MC13 Cells Differentiate into Myofibroblasts in Lacerated Skeletal Muscle

We next proceeded to investigate the fate of the MC13 cells injected into the skeletal muscles that were lacerated at 4 weeks after transplantation. The fate of the injected cells was observed as described above at 2 and 5 weeks after laceration (6 and 9 weeks after transplantation, respectively) (see Figure 1 for experimental design). Like the nonlacerated muscles, the injected, lacerated muscles were also assessed by LacZ staining in combination with immunohistochemistry for β-galactosidase, α-SMA, and vimentin expression. As observed in the nonlacerated skeletal muscle, many LacZ-expressing myofibers were found in the injured sites at 2 weeks after laceration (Figure 4; A to D) . However, the expression of α-SMA (Figure 4, E and F) and vimentin (Figure 4, G and H) was also observed at the injured site (Figure 4; A to D) . These results suggest that as early as 2 weeks after injury, some of the injected MC13 cells may have differentiated into myofibroblastic cells in the injured site.

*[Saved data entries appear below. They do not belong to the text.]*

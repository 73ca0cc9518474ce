// ============================================================================
// CLIPBOARD / PRINT - Capacidades de plataforma con feedback vía toast
// ============================================================================

use wasm_bindgen_futures::{spawn_local, JsFuture};

use crate::views::toast::{show_toast, ToastKind};

/// Abrir el diálogo de impresión del navegador
pub fn print_page() {
    if let Some(window) = crate::dom::window() {
        if let Err(e) = window.print() {
            log::error!("❌ Error abriendo el diálogo de impresión: {:?}", e);
        }
    }
}

/// Copiar texto al portapapeles (API async del navegador)
pub fn copy_to_clipboard(text: &str) {
    let text = text.to_string();
    spawn_local(async move {
        let Some(window) = crate::dom::window() else {
            return;
        };
        let clipboard = window.navigator().clipboard();
        match JsFuture::from(clipboard.write_text(&text)).await {
            Ok(_) => {
                if let Err(e) = show_toast("Copiado para a área de transferência", ToastKind::Success) {
                    log::error!("❌ Error mostrando toast: {:?}", e);
                }
            }
            Err(e) => {
                log::error!("❌ Could not copy text: {:?}", e);
                if let Err(e) =
                    show_toast("Falha ao copiar para a área de transferência", ToastKind::Danger)
                {
                    log::error!("❌ Error mostrando toast: {:?}", e);
                }
            }
        }
    });
}
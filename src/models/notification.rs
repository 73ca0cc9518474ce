// ============================================================================
// NOTIFICATION - Modelo de notificaciones recibidas del servidor
// ============================================================================

use serde::Deserialize;

/// Tipo de notificación. El servidor puede introducir tipos nuevos sin romper
/// el cliente: cualquier string desconocido cae en `Other`.
#[derive(Debug, Clone, Copy, PartialEq, Eq, Deserialize)]
#[serde(rename_all = "snake_case")]
pub enum NotificationKind {
    NewLeads,
    FollowUps,
    LeadUpdate,
    System,
    #[serde(other)]
    Other,
}

impl NotificationKind {
    /// Icono Font Awesome asociado al tipo
    pub fn icon(&self) -> &'static str {
        match self {
            NotificationKind::NewLeads => "exclamation-circle",
            NotificationKind::FollowUps => "calendar-alt",
            NotificationKind::LeadUpdate => "edit",
            NotificationKind::System => "info-circle",
            NotificationKind::Other => "bell",
        }
    }

    /// Destino de navegación al hacer click en la notificación
    pub fn target_href(&self) -> Option<&'static str> {
        match self {
            NotificationKind::NewLeads => Some("/broker/leads?status=novo"),
            NotificationKind::FollowUps => Some("/broker/leads"),
            _ => None,
        }
    }
}

/// Notificación tal como llega de `/api/notifications`. Vive un ciclo de
/// polling: se renderiza y se descarta.
#[derive(Debug, Clone, Deserialize)]
pub struct Notification {
    #[serde(rename = "type")]
    pub kind: NotificationKind,
    pub message: String,
    #[serde(default)]
    pub count: Option<u32>,
}

impl Notification {
    /// Cantidad efectiva para el badge: ausente o cero cuentan como 1
    pub fn effective_count(&self) -> u32 {
        match self.count {
            Some(n) if n > 0 => n,
            _ => 1,
        }
    }
}

#[cfg(test)]
mod tests {
    use super::*;

    #[test]
    fn parses_known_kind() {
        let n: Notification =
            serde_json::from_str(r#"{"type":"new_leads","message":"Você tem 3 novos leads","count":3}"#)
                .unwrap();
        assert_eq!(n.kind, NotificationKind::NewLeads);
        assert_eq!(n.effective_count(), 3);
    }

    #[test]
    fn unknown_kind_falls_back_to_other() {
        let n: Notification =
            serde_json::from_str(r#"{"type":"promo_banner","message":"..."}"#).unwrap();
        assert_eq!(n.kind, NotificationKind::Other);
        assert_eq!(n.kind.icon(), "bell");
        assert_eq!(n.kind.target_href(), None);
    }

    #[test]
    fn missing_and_zero_count_default_to_one() {
        let absent: Notification =
            serde_json::from_str(r#"{"type":"system","message":"m"}"#).unwrap();
        let zero: Notification =
            serde_json::from_str(r#"{"type":"system","message":"m","count":0}"#).unwrap();
        assert_eq!(absent.effective_count(), 1);
        assert_eq!(zero.effective_count(), 1);
    }

    #[test]
    fn kinds_map_to_fixed_icons_and_links() {
        assert_eq!(NotificationKind::NewLeads.icon(), "exclamation-circle");
        assert_eq!(NotificationKind::FollowUps.icon(), "calendar-alt");
        assert_eq!(NotificationKind::LeadUpdate.icon(), "edit");
        assert_eq!(NotificationKind::System.icon(), "info-circle");
        assert_eq!(
            NotificationKind::NewLeads.target_href(),
            Some("/broker/leads?status=novo")
        );
        assert_eq!(NotificationKind::FollowUps.target_href(), Some("/broker/leads"));
        assert_eq!(NotificationKind::LeadUpdate.target_href(), None);
    }
}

At 5 weeks after laceration, a large scar tissue had developed in the injured skeletal muscle. Nearly all of the LacZ-expressing myofibers found at 2 weeks after laceration (Figure 4; A to D) had disappeared by 5 weeks after injury (Figure 4; I to L) . Surprisingly, most of the LacZ-positive cells were found in the scar tissue, suggesting that many of the injected MC13 cells had differentiated into fibrotic cells after injury (Figure 4; I to L) . Indeed, immunohistochemical staining revealed that the β-galactosidase-positive scar tissue area (Figure 4, K and L) co-localized with α-SMA (Figure 4, M and N) and vimentin expression (Figure 4, O and P) . These results suggest that on muscle injury, the injected MC13 cells potentially differentiated toward myofibroblastic lineages, which further contributed to the development of fibrosis within the injured skeletal muscle.

Figure 4.

Figure 4.

The MC13 cells had differentiated into myotubes and myofibers in the injured skeletal muscle at 2 weeks after injury (A–D). However, the injected sites were highly positive for both α-SMA (E, F) and vimentin (G, H) at 2 weeks after injury. At 5 weeks after injury, the regenerating myofibers present at 2 weeks after injury had disappeared and been replaced by scar tissue (I–L). Indeed, most of the β-galactosidase-expressing injected cells were now found in the scar tissue (I–L) because the injected sites were highly positive for both α-SMA (M, N) and vimentin (O, P).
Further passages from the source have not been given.